But there are still more serious objections to the construction contended for by the plaintiff's counsel. The constitution of the United States confers upon congress the power to establish a uniform system of bankruptcy. This grant of powers carries with it jurisdiction over the person and property of the bankrupt, and authority to provide courts, and all other instrumentalities necessary and proper, to carry into effect the general purpose of a bankrupt law. The authority of congress over this subject being paramount to state authority, where it has provided a mode of dealing with a bankrupt's estate that mode only can be pursued, and it would be an infringement of the paramount law if state courts should adopt another and a different mode. The authority conferred by the bankrupt act of 1867 upon United States courts, to set aside and annul a discharge in bankruptcy, is incompatible with the exercise of the same power by a state court. If the validity of a discharge in bankruptcy may be impeached by a state court, this may be done, though such discharge had been declared valid in the mode provided in the bankrupt act; and the anomaly would be presented of a discharge recognized as valid by the courts of the United States and invalid by a state court. Sturgess v. Crowningshield, 4 Wheat. 196; Stetson v. City of Bangor, 56 Me. 286.

The distinction made by the counsel for the defendant, between actions brought before the debtor petitions to be admitted a bankrupt, and those brought afterward, is unsound. The authority of congress over the subject-matter is the same in both cases; and it has ever used that authority appropriately to reach that class of cases. In respect to the question at issue in the case at bar, the same principles govern in either case.

According to the agreement of the parties there must be

Judgment for the defendant for his costs in the law court only.

White v. Republic Fire Insurance Company.

WHITE V. REPUBLIC FIRE INSURANCE COMPANY.

(57 Maine, 91.)

Liability of insurer for damage, etc., caused by removal of goods.

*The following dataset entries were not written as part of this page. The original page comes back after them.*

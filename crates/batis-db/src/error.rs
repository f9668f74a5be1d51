//! # Database Layer Error Types
//!
//! Error types for dialect resolution, context construction and repository
//! dispatch.
//!
//! ## Error Flow
//! ```text
//! ┌─────────────────────────────────────────────────────────────────────────┐
//! │                    Error Propagation                                    │
//! │                                                                         │
//! │  CoreError (metamodel)     sqlx::Error (probe / pool)                  │
//! │       │                         │                                       │
//! │       └──────────┬──────────────┘                                       │
//! │                  ▼                                                      │
//! │  DbError (this module) ← Adds context and categorization               │
//! │                  │                                                      │
//! │                  ▼                                                      │
//! │  Caller (repository user, probe binary)                                │
//! │                                                                         │
//! │  Engine errors raised by a StatementExecutor pass through untouched.   │
//! └─────────────────────────────────────────────────────────────────────────┘
//! ```

use batis_core::CoreError;
use thiserror::Error;

/// Errors raised by the engine-facing layer.
#[derive(Debug, Error)]
pub enum DbError {
    /// No registered dialect provider recognised the database.
    ///
    /// ## When This Occurs
    /// - The product name matches no known fragment
    /// - Every provider failed to acquire a connection
    /// - The provider list is empty
    ///
    /// Fatal to mapping context construction.
    #[error("Cannot determine a dialect for {environment}. Please provide an effective dialect.")]
    NoDialect { environment: String },

    /// A repository precondition failed before any dispatch.
    ///
    /// ## When This Occurs
    /// - Deleting an entity that has no identity value
    #[error("Invalid argument: {0}")]
    InvalidArgument(String),

    /// The operation is deliberately not implemented.
    ///
    /// ## When This Occurs
    /// - Query-by-example repository methods
    #[error("Operation not supported: {0}")]
    Unsupported(String),

    /// The entity metamodel could not be built.
    #[error("Mapping error: {0}")]
    Mapping(#[from] CoreError),

    /// An entity or parameter map could not be converted to or from JSON.
    #[error("Serialization error: {0}")]
    Serialization(#[from] serde_json::Error),

    /// Database connection failed.
    ///
    /// ## When This Occurs
    /// - Unreachable host or bad URL
    /// - Pool closed
    #[error("Connection failed: {0}")]
    ConnectionFailed(String),

    /// Query execution failed.
    #[error("Query failed: {0}")]
    QueryFailed(String),

    /// Pool exhausted (all connections in use).
    #[error("Connection pool exhausted")]
    PoolExhausted,

    /// Configuration file could not be read or parsed.
    #[error("Failed to load configuration: {0}")]
    ConfigLoadFailed(String),

    /// Configuration values are inconsistent.
    #[error("Invalid configuration: {0}")]
    InvalidConfig(String),

    /// Internal error.
    #[error("Internal error: {0}")]
    Internal(String),
}

impl DbError {
    /// Creates a NoDialect error for an environment id.
    pub fn no_dialect(environment: impl Into<String>) -> Self {
        DbError::NoDialect {
            environment: environment.into(),
        }
    }

    pub fn invalid_argument(message: impl Into<String>) -> Self {
        DbError::InvalidArgument(message.into())
    }

    pub fn unsupported(operation: impl Into<String>) -> Self {
        DbError::Unsupported(operation.into())
    }
}

/// Convert sqlx errors to DbError.
///
/// ## Error Mapping
/// ```text
/// sqlx::Error::Database       → DbError::QueryFailed
/// sqlx::Error::PoolTimedOut   → DbError::PoolExhausted
/// sqlx::Error::PoolClosed     → DbError::ConnectionFailed
/// sqlx::Error::Io / Tls       → DbError::ConnectionFailed
/// Other                       → DbError::Internal
/// ```
impl From<sqlx::Error> for DbError {
    fn from(err: sqlx::Error) -> Self {
        match err {
            sqlx::Error::Database(db_err) => DbError::QueryFailed(db_err.message().to_string()),
            sqlx::Error::PoolTimedOut => DbError::PoolExhausted,
            sqlx::Error::PoolClosed => DbError::ConnectionFailed("Pool is closed".to_string()),
            sqlx::Error::Io(io) => DbError::ConnectionFailed(io.to_string()),
            sqlx::Error::Tls(tls) => DbError::ConnectionFailed(tls.to_string()),
            _ => DbError::Internal(err.to_string()),
        }
    }
}

impl From<std::io::Error> for DbError {
    fn from(err: std::io::Error) -> Self {
        DbError::ConfigLoadFailed(err.to_string())
    }
}

impl From<toml::de::Error> for DbError {
    fn from(err: toml::de::Error) -> Self {
        DbError::ConfigLoadFailed(err.to_string())
    }
}

/// Result type for database layer operations.
pub type DbResult<T> = Result<T, DbError>;

#[cfg(test)]
mod tests {
    use super::*;

    #[test]
    fn test_no_dialect_message() {
        let err = DbError::no_dialect("unknownDB-env");
        assert_eq!(
            err.to_string(),
            "Cannot determine a dialect for unknownDB-env. Please provide an effective dialect."
        );
    }

    #[test]
    fn test_sqlx_pool_errors() {
        assert!(matches!(
            DbError::from(sqlx::Error::PoolTimedOut),
            DbError::PoolExhausted
        ));
        assert!(matches!(
            DbError::from(sqlx::Error::PoolClosed),
            DbError::ConnectionFailed(_)
        ));
    }

    #[test]
    fn test_core_error_wraps() {
        let err: DbError = CoreError::InvalidTable {
            entity: "app::User".to_string(),
        }
        .into();
        assert!(matches!(err, DbError::Mapping(_)));
    }
}
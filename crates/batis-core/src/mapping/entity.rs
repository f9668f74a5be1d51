//! # Persistent Metamodel
//!
//! The resolved description of a mapped type: table, identity, columns and
//! named queries. Built once from an [`EntityDescriptor`] and a naming
//! strategy, immutable afterwards.
//!
//! ## Build Steps
//! ```text
//! EntityDescriptor ──► validate properties (unique names, exactly one id)
//!        │
//!        ▼
//! naming strategy ──► column per property (explicit column wins)
//!        │
//!        ▼
//! table name ──────► explicit, or snake-cased short type name
//!        │
//!        ▼
//! named queries ───► merged name → text map, last declaration wins
//! ```

use std::any::TypeId;
use std::collections::{BTreeMap, HashSet};

use heck::ToSnakeCase;

use super::descriptor::{EntityDescriptor, PropertyDescriptor};
use super::naming::FieldNamingStrategy;
use super::Entity;
use crate::error::{CoreError, CoreResult};

// =============================================================================
// Persistent Property
// =============================================================================

/// One mapped attribute with its resolved column.
#[derive(Debug, Clone, PartialEq, Eq)]
pub struct PersistentProperty {
    name: &'static str,
    type_name: &'static str,
    column: String,
    id: bool,
}

impl PersistentProperty {
    fn resolve(descriptor: &PropertyDescriptor, strategy: &dyn FieldNamingStrategy) -> Self {
        let column = match descriptor.column {
            Some(column) => column.to_string(),
            None => strategy.field_name(descriptor),
        };
        PersistentProperty {
            name: descriptor.name,
            type_name: descriptor.type_name,
            column,
            id: descriptor.id,
        }
    }

    pub fn name(&self) -> &'static str {
        self.name
    }

    pub fn type_name(&self) -> &'static str {
        self.type_name
    }

    pub fn column(&self) -> &str {
        &self.column
    }

    pub fn is_id(&self) -> bool {
        self.id
    }
}

// =============================================================================
// Persistent Entity
// =============================================================================

/// Resolved metamodel of one mapped type.
#[derive(Debug, Clone)]
pub struct PersistentEntity {
    type_id: TypeId,
    type_name: &'static str,
    table: String,
    id_index: usize,
    properties: Vec<PersistentProperty>,
    named_queries: BTreeMap<String, String>,
}

impl PersistentEntity {
    /// Builds the metamodel of `T` from its descriptor.
    pub fn build<T: Entity>(strategy: &dyn FieldNamingStrategy) -> CoreResult<Self> {
        Self::from_descriptor(
            TypeId::of::<T>(),
            std::any::type_name::<T>(),
            T::descriptor(),
            strategy,
        )
    }

    /// Builds a metamodel from an explicit type identity and descriptor.
    pub fn from_descriptor(
        type_id: TypeId,
        type_name: &'static str,
        descriptor: &EntityDescriptor,
        strategy: &dyn FieldNamingStrategy,
    ) -> CoreResult<Self> {
        let mut seen = HashSet::new();
        for property in descriptor.properties {
            if !seen.insert(property.name) {
                return Err(CoreError::DuplicateProperty {
                    entity: type_name.to_string(),
                    property: property.name.to_string(),
                });
            }
        }

        let ids: Vec<usize> = descriptor
            .properties
            .iter()
            .enumerate()
            .filter(|(_, p)| p.id)
            .map(|(i, _)| i)
            .collect();
        let id_index = match ids.as_slice() {
            [single] => *single,
            [] => {
                return Err(CoreError::MissingIdentifier {
                    entity: type_name.to_string(),
                })
            }
            many => {
                return Err(CoreError::MultipleIdentifiers {
                    entity: type_name.to_string(),
                    properties: many
                        .iter()
                        .map(|&i| descriptor.properties[i].name.to_string())
                        .collect(),
                })
            }
        };

        let table = match descriptor.table {
            Some(table) => table.trim().to_string(),
            None => short_name(type_name).to_snake_case(),
        };
        if table.is_empty() {
            return Err(CoreError::InvalidTable {
                entity: type_name.to_string(),
            });
        }

        let properties = descriptor
            .properties
            .iter()
            .map(|p| PersistentProperty::resolve(p, strategy))
            .collect();

        let named_queries = descriptor
            .named_query_declarations()
            .map(|q| (q.name.to_string(), q.query.to_string()))
            .collect();

        Ok(PersistentEntity {
            type_id,
            type_name,
            table,
            id_index,
            properties,
            named_queries,
        })
    }

    pub fn type_id(&self) -> TypeId {
        self.type_id
    }

    /// Fully-qualified Rust type path; also the statement namespace.
    pub fn type_name(&self) -> &'static str {
        self.type_name
    }

    /// Type name without module path or generic arguments.
    pub fn short_name(&self) -> &'static str {
        short_name(self.type_name)
    }

    pub fn table(&self) -> &str {
        &self.table
    }

    pub fn id_property(&self) -> &PersistentProperty {
        &self.properties[self.id_index]
    }

    /// All properties, identity included, in declaration order.
    pub fn properties(&self) -> &[PersistentProperty] {
        &self.properties
    }

    pub fn property(&self, name: &str) -> Option<&PersistentProperty> {
        self.properties.iter().find(|p| p.name == name)
    }

    /// Resolves a property name to its column, if mapped.
    pub fn column_of(&self, name: &str) -> Option<&str> {
        self.property(name).map(PersistentProperty::column)
    }

    pub fn named_queries(&self) -> &BTreeMap<String, String> {
        &self.named_queries
    }

    pub fn named_query(&self, name: &str) -> Option<&str> {
        self.named_queries.get(name).map(String::as_str)
    }
}

fn short_name(type_name: &'static str) -> &'static str {
    let without_generics = type_name.split('<').next().unwrap_or(type_name);
    without_generics
        .rsplit("::")
        .next()
        .unwrap_or(without_generics)
}
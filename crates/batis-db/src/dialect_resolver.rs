//! # Dialect Resolver
//!
//! Chooses the [`Dialect`] of an execution environment by asking an ordered
//! chain of providers.
//!
//! ## Resolution
//! ```text
//! ┌─────────────────────────────────────────────────────────────────────────┐
//! │                                                                         │
//! │  resolve(configuration)                                                 │
//! │       │                                                                 │
//! │       ▼                                                                 │
//! │  provider[0].probe() ── Some(d) ──► return d                            │
//! │       │ None                                                            │
//! │       ▼                                                                 │
//! │  provider[1].probe() ── Some(d) ──► return d                            │
//! │       │ None                                                            │
//! │       ▼                                                                 │
//! │      ...                                                                │
//! │       │ exhausted                                                       │
//! │       ▼                                                                 │
//! │  DbError::NoDialect { environment }                                     │
//! │                                                                         │
//! └─────────────────────────────────────────────────────────────────────────┘
//! ```
//!
//! First match wins; registration order is priority. A provider that cannot
//! reach the database reports "no match" so later providers still get a turn.

use async_trait::async_trait;
use batis_core::dialect::{self, Dialect};
use tracing::{debug, error, info};

use crate::error::{DbError, DbResult};
use crate::session::EngineConfiguration;

/// One strategy for recognising a database.
#[async_trait]
pub trait DialectProvider: Send + Sync {
    /// Returns a dialect when this provider recognises the environment.
    async fn probe(&self, configuration: &EngineConfiguration) -> Option<&'static dyn Dialect>;
}

// =============================================================================
// Default Provider
// =============================================================================

/// Classifies the database by the product name of a live connection.
///
/// ## Matching
/// The product name is lower-cased and matched by substring, first fragment
/// wins: `hsql`, `h2`, `sqlite`, `postgres`, `mysql`, `mariadb`, `oracle`,
/// `sql server`.
#[derive(Debug, Clone, Copy, Default)]
pub struct DefaultDialectProvider;

#[async_trait]
impl DialectProvider for DefaultDialectProvider {
    async fn probe(&self, configuration: &EngineConfiguration) -> Option<&'static dyn Dialect> {
        let environment = configuration.environment();

        let product_name = {
            let mut connection = match environment.data_source().acquire().await {
                Ok(connection) => connection,
                Err(e) => {
                    error!(
                        environment = %environment.id(),
                        error = %e,
                        "Failed to acquire connection for dialect probe"
                    );
                    return None;
                }
            };
            match connection.database_product_name().await {
                Ok(name) => name,
                Err(e) => {
                    error!(
                        environment = %environment.id(),
                        error = %e,
                        "Failed to read database product name"
                    );
                    return None;
                }
            }
        };

        match dialect::for_product_name(&product_name) {
            Some(found) => {
                debug!(
                    product = %product_name,
                    dialect = found.name(),
                    "Classified database product"
                );
                Some(found)
            }
            None => {
                info!(
                    product = %product_name.to_lowercase(),
                    "Couldn't determine dialect for database product"
                );
                None
            }
        }
    }
}

/// Returns a fixed dialect without touching the database.
#[derive(Debug, Clone, Copy)]
pub struct StaticDialectProvider(pub &'static dyn Dialect);

#[async_trait]
impl DialectProvider for StaticDialectProvider {
    async fn probe(&self, _configuration: &EngineConfiguration) -> Option<&'static dyn Dialect> {
        Some(self.0)
    }
}

// =============================================================================
// Resolver
// =============================================================================

/// An ordered chain of dialect providers.
///
/// ## Example
/// ```rust,ignore
/// let resolver = DialectResolver::new(vec![
///     Box::new(MyVendorProvider),
///     Box::new(DefaultDialectProvider),
/// ]);
/// let dialect = resolver.resolve(&configuration).await?;
/// ```
pub struct DialectResolver {
    providers: Vec<Box<dyn DialectProvider>>,
}

impl DialectResolver {
    /// Creates a resolver that consults `providers` in order.
    pub fn new(providers: Vec<Box<dyn DialectProvider>>) -> Self {
        DialectResolver { providers }
    }

    /// Appends a provider with the lowest priority so far.
    pub fn with_provider(mut self, provider: impl DialectProvider + 'static) -> Self {
        self.providers.push(Box::new(provider));
        self
    }

    pub fn len(&self) -> usize {
        self.providers.len()
    }

    pub fn is_empty(&self) -> bool {
        self.providers.is_empty()
    }

    /// Resolves the dialect of the configured environment.
    ///
    /// ## Errors
    /// [`DbError::NoDialect`] when no provider matches.
    pub async fn resolve(
        &self,
        configuration: &EngineConfiguration,
    ) -> DbResult<&'static dyn Dialect> {
        let environment = configuration.environment().id();
        for (index, provider) in self.providers.iter().enumerate() {
            if let Some(found) = provider.probe(configuration).await {
                info!(
                    environment = %environment,
                    dialect = found.name(),
                    provider = index,
                    "Dialect resolved"
                );
                return Ok(found);
            }
        }
        Err(DbError::no_dialect(environment))
    }
}

impl Default for DialectResolver {
    fn default() -> Self {
        DialectResolver::new(vec![Box::new(DefaultDialectProvider)])
    }
}

impl std::fmt::Debug for DialectResolver {
    fn fmt(&self, f: &mut std::fmt::Formatter<'_>) -> std::fmt::Result {
        f.debug_struct("DialectResolver")
            .field("providers", &self.providers.len())
            .finish()
    }
}
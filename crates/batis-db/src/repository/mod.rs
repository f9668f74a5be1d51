//! # Repository Module
//!
//! Generic repositories over the external statement engine.
//!
//! ## Repository Pattern
//! ```text
//! ┌─────────────────────────────────────────────────────────────────────────┐
//! │                                                                         │
//! │  Application                                                            │
//! │       │  users.find_page(&pageable, &filter, &[])                       │
//! │       ▼                                                                 │
//! │  SimpleRepository<User>                                                 │
//! │       │  builds {condition, sorts, offset, pageSize, ...}               │
//! │       ▼                                                                 │
//! │  RepositorySupport                                                      │
//! │       │  "<type path>_countByPager", "<type path>_selectByPager"        │
//! │       ▼                                                                 │
//! │  StatementExecutor (external engine)                                    │
//! │       │  rows as JSON                                                   │
//! │       ▼                                                                 │
//! │  Page<User>                                                             │
//! │                                                                         │
//! └─────────────────────────────────────────────────────────────────────────┘
//! ```
//!
//! ## Contents
//!
//! - [`RepositoryFactory`] - Builds repositories, registers statements
//! - [`SimpleRepository`] - CRUD, paging and conditional queries
//! - [`RepositorySupport`] - Namespaced dispatch helpers

pub mod factory;
pub mod simple;
pub mod support;

pub use factory::RepositoryFactory;
pub use simple::SimpleRepository;
pub use support::RepositorySupport;
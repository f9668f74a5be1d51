//! # Dialects
//!
//! Database-family SQL syntax: identifier quoting, paging, function names.
//!
//! ## Built-in Dialects
//! ```text
//! ┌─────────────────────────────────────────────────────────────────────────┐
//! │  Dialect     Quote   Paging clause                                      │
//! │  ──────────  ─────   ────────────────────────────────────────────────  │
//! │  hsqldb      "x"     OFFSET #{offset} LIMIT #{pageSize}                 │
//! │  h2          "x"     LIMIT #{pageSize} OFFSET #{offset}                 │
//! │  sqlite      "x"     LIMIT #{pageSize} OFFSET #{offset}                 │
//! │  postgresql  "x"     LIMIT #{pageSize} OFFSET #{offset}                 │
//! │  mysql       `x`     LIMIT #{offset}, #{pageSize}                       │
//! │  oracle      "x"     OFFSET #{offset} ROWS FETCH NEXT #{pageSize} ...   │
//! │  sqlserver   [x]     [ORDER BY ...] OFFSET #{offset} ROWS FETCH ...     │
//! └─────────────────────────────────────────────────────────────────────────┘
//! ```
//!
//! Every dialect is a stateless `'static` singleton. Once a dialect has been
//! chosen for an execution environment it is shared read-only by all
//! statement generation against that environment.

use std::fmt;

/// Parameter holding the zero-based row offset of a page.
pub const OFFSET_PARAM: &str = "offset";

/// Parameter holding the number of rows in a page.
pub const PAGE_SIZE_PARAM: &str = "pageSize";

/// Parameter holding `offset + pageSize`, for row-number based paging.
pub const OFFSET_END_PARAM: &str = "offsetEnd";

// =============================================================================
// Dialect Trait
// =============================================================================

/// SQL syntax of one database family.
pub trait Dialect: Send + Sync + fmt::Debug {
    /// Canonical lower-case name, e.g. `"postgresql"`.
    fn name(&self) -> &'static str;

    fn open_quote(&self) -> char {
        '"'
    }

    fn close_quote(&self) -> char {
        '"'
    }

    /// Quotes an identifier unless it is already quoted.
    fn quote(&self, identifier: &str) -> String {
        let (open, close) = (self.open_quote(), self.close_quote());
        if identifier.len() >= 2 && identifier.starts_with(open) && identifier.ends_with(close) {
            return identifier.to_string();
        }
        format!("{open}{identifier}{close}")
    }

    /// Wraps a select statement in this family's paging syntax.
    ///
    /// The returned text binds [`OFFSET_PARAM`] and [`PAGE_SIZE_PARAM`]
    /// (and [`OFFSET_END_PARAM`] where needed) as `#{..}` parameters.
    fn paginate(&self, sql: &str) -> String {
        format!("{sql} LIMIT #{{{PAGE_SIZE_PARAM}}} OFFSET #{{{OFFSET_PARAM}}}")
    }

    fn lower_function(&self) -> &'static str {
        "lower"
    }

    fn current_timestamp(&self) -> &'static str {
        "CURRENT_TIMESTAMP"
    }
}

// =============================================================================
// Built-in Dialects
// =============================================================================

/// HyperSQL.
#[derive(Debug, Clone, Copy, Default)]
pub struct HsqlDbDialect;

impl Dialect for HsqlDbDialect {
    fn name(&self) -> &'static str {
        "hsqldb"
    }

    fn paginate(&self, sql: &str) -> String {
        format!("{sql} OFFSET #{{{OFFSET_PARAM}}} LIMIT #{{{PAGE_SIZE_PARAM}}}")
    }
}

/// H2.
#[derive(Debug, Clone, Copy, Default)]
pub struct H2Dialect;

impl Dialect for H2Dialect {
    fn name(&self) -> &'static str {
        "h2"
    }
}

/// SQLite.
#[derive(Debug, Clone, Copy, Default)]
pub struct SqliteDialect;

impl Dialect for SqliteDialect {
    fn name(&self) -> &'static str {
        "sqlite"
    }
}

/// PostgreSQL.
#[derive(Debug, Clone, Copy, Default)]
pub struct PostgresDialect;

impl Dialect for PostgresDialect {
    fn name(&self) -> &'static str {
        "postgresql"
    }

    fn current_timestamp(&self) -> &'static str {
        "now()"
    }
}

/// MySQL and MariaDB.
#[derive(Debug, Clone, Copy, Default)]
pub struct MySqlDialect;

impl Dialect for MySqlDialect {
    fn name(&self) -> &'static str {
        "mysql"
    }

    fn open_quote(&self) -> char {
        '`'
    }

    fn close_quote(&self) -> char {
        '`'
    }

    fn paginate(&self, sql: &str) -> String {
        format!("{sql} LIMIT #{{{OFFSET_PARAM}}}, #{{{PAGE_SIZE_PARAM}}}")
    }

    fn current_timestamp(&self) -> &'static str {
        "now()"
    }
}

/// Oracle 12c and later.
#[derive(Debug, Clone, Copy, Default)]
pub struct OracleDialect;

impl Dialect for OracleDialect {
    fn name(&self) -> &'static str {
        "oracle"
    }

    fn paginate(&self, sql: &str) -> String {
        format!(
            "{sql} OFFSET #{{{OFFSET_PARAM}}} ROWS FETCH NEXT #{{{PAGE_SIZE_PARAM}}} ROWS ONLY"
        )
    }

    fn current_timestamp(&self) -> &'static str {
        "SYSTIMESTAMP"
    }
}

/// SQL Server 2012 and later.
#[derive(Debug, Clone, Copy, Default)]
pub struct SqlServerDialect;

impl Dialect for SqlServerDialect {
    fn name(&self) -> &'static str {
        "sqlserver"
    }

    fn open_quote(&self) -> char {
        '['
    }

    fn close_quote(&self) -> char {
        ']'
    }

    // OFFSET/FETCH is only legal after an ORDER BY.
    fn paginate(&self, sql: &str) -> String {
        let order = if sql.to_ascii_lowercase().contains("order by") {
            ""
        } else {
            " ORDER BY CURRENT_TIMESTAMP"
        };
        format!(
            "{sql}{order} OFFSET #{{{OFFSET_PARAM}}} ROWS FETCH NEXT #{{{PAGE_SIZE_PARAM}}} ROWS ONLY"
        )
    }
}

pub static HSQLDB: HsqlDbDialect = HsqlDbDialect;
pub static H2: H2Dialect = H2Dialect;
pub static SQLITE: SqliteDialect = SqliteDialect;
pub static POSTGRESQL: PostgresDialect = PostgresDialect;
pub static MYSQL: MySqlDialect = MySqlDialect;
pub static ORACLE: OracleDialect = OracleDialect;
pub static SQLSERVER: SqlServerDialect = SqlServerDialect;

// =============================================================================
// Lookup
// =============================================================================

/// Looks up a built-in dialect by name or alias (case-insensitive).
///
/// ## Example
/// ```rust
/// use batis_core::dialect;
///
/// assert_eq!(dialect::by_name("PG").unwrap().name(), "postgresql");
/// assert!(dialect::by_name("db2").is_none());
/// ```
pub fn by_name(name: &str) -> Option<&'static dyn Dialect> {
    match name.trim().to_ascii_lowercase().as_str() {
        "hsql" | "hsqldb" => Some(&HSQLDB),
        "h2" => Some(&H2),
        "sqlite" | "sqlite3" => Some(&SQLITE),
        "postgres" | "postgresql" | "pg" => Some(&POSTGRESQL),
        "mysql" | "mariadb" => Some(&MYSQL),
        "oracle" => Some(&ORACLE),
        "sqlserver" | "mssql" | "sql server" => Some(&SQLSERVER),
        _ => None,
    }
}

/// Classifies a database product name by substring.
///
/// The name is lower-cased first; the first matching fragment wins.
///
/// ## Example
/// ```rust
/// use batis_core::dialect;
///
/// assert_eq!(dialect::for_product_name("HSQL Database Engine").unwrap().name(), "hsqldb");
/// assert!(dialect::for_product_name("unknownDB").is_none());
/// ```
pub fn for_product_name(product_name: &str) -> Option<&'static dyn Dialect> {
    static FRAGMENTS: &[(&str, &'static dyn Dialect)] = &[
        ("hsql", &HSQLDB),
        ("h2", &H2),
        ("sqlite", &SQLITE),
        ("postgres", &POSTGRESQL),
        ("mysql", &MYSQL),
        ("mariadb", &MYSQL),
        ("oracle", &ORACLE),
        ("sql server", &SQLSERVER),
    ];

    let name = product_name.to_lowercase();
    FRAGMENTS
        .iter()
        .find(|(fragment, _)| name.contains(fragment))
        .map(|(_, dialect)| *dialect)
}

#[cfg(test)]
mod tests {
    use super::*;

    #[test]
    fn test_product_name_classification() {
        let cases = [
            ("HSQL Database Engine", "hsqldb"),
            ("H2", "h2"),
            ("SQLite", "sqlite"),
            ("PostgreSQL", "postgresql"),
            ("MySQL", "mysql"),
            ("MariaDB", "mysql"),
            ("Oracle", "oracle"),
            ("Microsoft SQL Server", "sqlserver"),
        ];
        for (product, expected) in cases {
            let dialect = for_product_name(product).unwrap();
            assert_eq!(dialect.name(), expected, "product {product}");
        }
    }

    #[test]
    fn test_unknown_product_has_no_dialect() {
        assert!(for_product_name("unknownDB").is_none());
        assert!(for_product_name("").is_none());
    }

    #[test]
    fn test_by_name_aliases() {
        assert_eq!(by_name("HSQL").unwrap().name(), "hsqldb");
        assert_eq!(by_name(" mariadb ").unwrap().name(), "mysql");
        assert_eq!(by_name("mssql").unwrap().name(), "sqlserver");
        assert!(by_name("informix").is_none());
    }

    #[test]
    fn test_quoting() {
        assert_eq!(POSTGRESQL.quote("user"), "\"user\"");
        assert_eq!(MYSQL.quote("order"), "`order`");
        assert_eq!(SQLSERVER.quote("key"), "[key]");
        assert_eq!(MYSQL.quote("`already`"), "`already`");
    }

    #[test]
    fn test_paging_clauses() {
        assert_eq!(
            POSTGRESQL.paginate("SELECT * FROM t"),
            "SELECT * FROM t LIMIT #{pageSize} OFFSET #{offset}"
        );
        assert_eq!(
            HSQLDB.paginate("SELECT * FROM t"),
            "SELECT * FROM t OFFSET #{offset} LIMIT #{pageSize}"
        );
        assert_eq!(
            MYSQL.paginate("SELECT * FROM t"),
            "SELECT * FROM t LIMIT #{offset}, #{pageSize}"
        );
        assert_eq!(
            ORACLE.paginate("SELECT * FROM t"),
            "SELECT * FROM t OFFSET #{offset} ROWS FETCH NEXT #{pageSize} ROWS ONLY"
        );
    }

    #[test]
    fn test_sqlserver_paging_requires_order() {
        assert_eq!(
            SQLSERVER.paginate("SELECT * FROM t"),
            "SELECT * FROM t ORDER BY CURRENT_TIMESTAMP OFFSET #{offset} ROWS FETCH NEXT #{pageSize} ROWS ONLY"
        );
        assert_eq!(
            SQLSERVER.paginate("SELECT * FROM t ORDER BY id"),
            "SELECT * FROM t ORDER BY id OFFSET #{offset} ROWS FETCH NEXT #{pageSize} ROWS ONLY"
        );
    }
}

Where insured goods are removed from a building apparently in imminent danger of being destroyed by fire, the insurers are liable for the reasonable damage and expense of removal, although the building is not in fact burned.

THE facts are stated in the opinion.

H. W. Gage and S. C. Strout, for the plaintiff.

Davis & Drummond, for the defendants.

DICKERSON, J. Assumpsit on two policies of fire insurance, submitted on report.

On the night of the conflagration of July 4, 1866, at Portland, the plaintiff, apprehensive that the building known as Ware's block, on the northerly side of Federal street, the third story of which was occupied by him for the manufacture of brushes, would be destroyed by fire, removed his stock, consisting of bristles and manufactured brushes, and his tools, from the building. The block was not destroyed or injured by the fire; and the plaintiff brings this action to recover the damages thus done to his stock and tools, and for the expense incurred in removing them.

The important and interesting question is raised, whether the plaintiff's loss is covered by the policy. In general, the assured is entitled to indemnity, unless the loss happens from the qualities or defects of the subject insured, his own fault, or some peril for which he is answerable. 1 Phillips on Ins. 639.

It is argued by the learned counsel for the defendants, that this is not a loss by fire; that fire was not the proximate cause of the damage; and that therefore the loss is not covered by the policy. While it has been held that a loss by lightning without combustion is not a loss by fire, it has also been held that the loss of a building by being blown up by gunpowder, and demolished to stop a conflagration, is within the terms of a fire policy. Babcock v. Montgomery Co. Mut. Ins. Co., 6 Barb. 637; Keniston v. Merrimack Co. Mut. Ins. Co., 14 N. H. 341; City Ins. Co. v. Corlies, 21 Wend. 367.

White v. Republic Fire Insurance Company.

Damage done to goods by having water thrown upon them in extinguishing a fire, and a loss of goods by theft after they have been removed from a fire, are covered by the policy. Hillier v. Alleghany Ins. Co., 3 Penn. 470; Witherell v. Maine Ins. Co., 49 Me. 200.

A bolt may be loosened, or a timber started, in a storm, without causing any loss until the subsequent action of the water or climate, or the greater strain of a different cargo has so augmented the injury, as to cause the loss of the vessel; and yet such a loss is a loss by the storm. Stephenson v. Piscataquis Ins. Co., 54 Me. 76.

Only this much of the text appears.